The situation is not entirely hypothetical. Slot managers have been known to prohibit advantage players from playing video poker, and usually such players get the tap on the shoulder shortly after hitting a royal.

That is an interesting story. The betting terminology is a bit different in Australia. As I understand it, in Australia there are not separate bets for place and show, but just a place bet. The place bet will pay bettors on the first two dogs in races with seven or fewer dogs, and the first three dogs with eight or more total in the race. In the race in question, there were eight dogs, two of whom where strong favorites. Following is the general way the winning odds are calculated in a three-dog place pool in Australia, which is different from how the odds are calculated in the U.S..

1. Take out the track cut from the total pool of place bets. For the sake of argument, let’s use the usual American take-out of 17%.
2. Divide the rest into three pools.
3. Pay the winners on each dog a pro-rata basis according to the size of the pool and the amount bet on the dog. If the amount bet on the dog exceeds its share of the pool, then bettors will get a refund.

Let’s look at an example. Suppose $100,000 is bet on place bets in an 8-dog race.

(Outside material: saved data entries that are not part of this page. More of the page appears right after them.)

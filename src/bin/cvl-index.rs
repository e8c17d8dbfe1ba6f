//! Command-line front end for CVL Index
//!
//! Usage: cvl-index <index|batch|normalize> [options]

use anyhow::{Context, Result};
use clap::{Parser, Subcommand};
use cvl_index::pipeline::{self, ContractSpecPair};
use cvl_index::IndexerConfig;
use std::path::PathBuf;

// CLI modules live in src/bin/cli/
mod cli;

#[derive(Parser)]
#[command(name = "cvl-index")]
#[command(about = "Index CVL rules and invariants against Solidity functions", long_about = None)]
struct Cli {
    /// Debug logging
    #[arg(short, long, global = true)]
    verbose: bool,

    #[command(subcommand)]
    command: Commands,
}

#[derive(Subcommand)]
enum Commands {
    /// Index a single contract/spec pair
    Index {
        /// Solidity contract file
        contract: PathBuf,

        /// CVL spec file
        spec: PathBuf,

        /// Output directory (overrides the config file)
        #[arg(long)]
        output_dir: Option<PathBuf>,

        /// YAML config file
        #[arg(long)]
        config: Option<PathBuf>,

        /// Print the records instead of writing the artifact
        #[arg(long)]
        stdout: bool,
    },

    /// Index every contract/spec pair in a directory
    Batch {
        /// Directory holding <name>.sol / <name>.spec pairs
        #[arg(long)]
        input_dir: Option<PathBuf>,

        /// Output directory
        #[arg(long)]
        output_dir: Option<PathBuf>,

        /// Number of parallel jobs
        #[arg(short, long)]
        jobs: Option<usize>,

        /// YAML config file
        #[arg(long)]
        config: Option<PathBuf>,

        /// Only pairs whose name matches (supports * wildcard)
        #[arg(long)]
        name: Option<String>,

        /// Report format
        #[arg(long, default_value = "human")]
        format: OutputFormat,
    },

    /// Print a Solidity snippet normalized the way records are embedded
    Normalize {
        /// File holding the snippet
        file: PathBuf,
    },
}

#[derive(Clone, Copy, Debug)]
enum OutputFormat {
    Human,
    Json,
    Markdown,
}

impl std::str::FromStr for OutputFormat {
    type Err = String;

    fn from_str(s: &str) -> Result<Self, Self::Err> {
        match s.to_lowercase().as_str() {
            "human" => Ok(OutputFormat::Human),
            "json" => Ok(OutputFormat::Json),
            "markdown" => Ok(OutputFormat::Markdown),
            _ => Err(format!("Unknown format: {}. Expected: human, json, markdown", s)),
        }
    }
}

fn main() {
    let cli = Cli::parse();

    setup_logging(cli.verbose);

    let result = match cli.command {
        Commands::Index {
            contract,
            spec,
            output_dir,
            config,
            stdout,
        } => handle_index(contract, spec, output_dir, config, stdout),
        Commands::Batch {
            input_dir,
            output_dir,
            jobs,
            config,
            name,
            format,
        } => handle_batch(input_dir, output_dir, jobs, config, name, format),
        Commands::Normalize { file } => handle_normalize(file),
    };

    let exit_code = match result {
        Ok(()) => 0,
        Err(e) => {
            log::error!("{:#}", e);
            1
        }
    };

    std::process::exit(exit_code);
}

fn setup_logging(verbose: bool) {
    let level = if verbose {
        log::LevelFilter::Debug
    } else {
        log::LevelFilter::Info
    };
    env_logger::Builder::new().filter_level(level).init();
}

fn handle_index(
    contract: PathBuf,
    spec: PathBuf,
    output_dir: Option<PathBuf>,
    config: Option<PathBuf>,
    stdout: bool,
) -> Result<()> {
    let config = IndexerConfig::load(config.as_deref())?.with_overrides(None, output_dir, None);
    let pair = ContractSpecPair::new(contract, spec);

    if stdout {
        let records = pipeline::index_pair(&pair)?;
        println!("{}", serde_json::to_string_pretty(&records)?);
        return Ok(());
    }

    let summary = pipeline::process_pair(&pair, &config.output_directory)
        .with_context(|| format!("indexing {} failed", pair.name))?;
    println!(
        "{}: {} records, {} properties -> {}",
        summary.name,
        summary.records,
        summary.properties,
        summary.output.display()
    );
    Ok(())
}

fn handle_batch(
    input_dir: Option<PathBuf>,
    output_dir: Option<PathBuf>,
    jobs: Option<usize>,
    config: Option<PathBuf>,
    name: Option<String>,
    format: OutputFormat,
) -> Result<()> {
    let config = IndexerConfig::load(config.as_deref())?.with_overrides(input_dir, output_dir, jobs);

    let report = pipeline::run_batch_filtered(&config, |pair| {
        cli::filters::matches_pair(pair, name.as_deref())
    })?;

    let output = match format {
        OutputFormat::Human => cli::output::format_report_human(&report),
        OutputFormat::Json => cli::output::format_report_json(&report)?,
        OutputFormat::Markdown => cli::output::format_report_markdown(&report),
    };
    print!("{}", output);

    // Individual pair failures are reported, not fatal
    Ok(())
}

fn handle_normalize(file: PathBuf) -> Result<()> {
    let snippet = std::fs::read_to_string(&file)
        .with_context(|| format!("cannot read {}", file.display()))?;
    println!("{}", cvl_index::normalize::normalize_code(&snippet)?);
    Ok(())
}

Assume bets on the winning dogs total $5,000 on dog A, $10,000 on dog B, and $15,000 on dog C. First, the 17% take-out would be deducted, leaving $83,000. That would be divided by 3, leaving $27,667 to pay the winners of each dog. Winning bets on dog A would be paid $27,667/$5,000 = 5.53 for 1, before any rounding (I’m not sure how they round down under). Likewise, winning bets on dog B would be paid 27667/10000=2.77 for 1 and winning bets on dog C would be paid 27667/15000 = 1.84 for 1.

The bettor in this case exploited the rules by betting such huge amounts that he pretty much controlled the odds. For the sake of simplicity, let’s assume he was the only bettor. The article said he bet $350,000 on the two favorites and $5,000 on each additional dog. With six underdogs (pun intended), that resulted in a total pool of 2?$350,000 + 6?$5,000 = $730,000. After the take-out and split, there was $201,997 to the winners of each dog. The rule about getting at least a push resulted in bets on the two favorites being refunded, because $350,000 > $201,997. However, the share of the pool on the third dog was huge compared to wagers on it. The winning odds would have been 201,997/5000 = 40.4 to 1. So, the profit on the third dog was $5,000 ? 39.4 = $197,000. He actually only won $170,000, probably because of other bets on the third dog.

This technique would not work in the U.S., by the way, because in the U.S., we deduct the original wagers made on each winning dog from the total show pool and then add them back in after dividing by 3. This deduction would have caused the pools on the two favorites to be negative, resulting in just small winnings of the minimum $0.10 per $2 bet.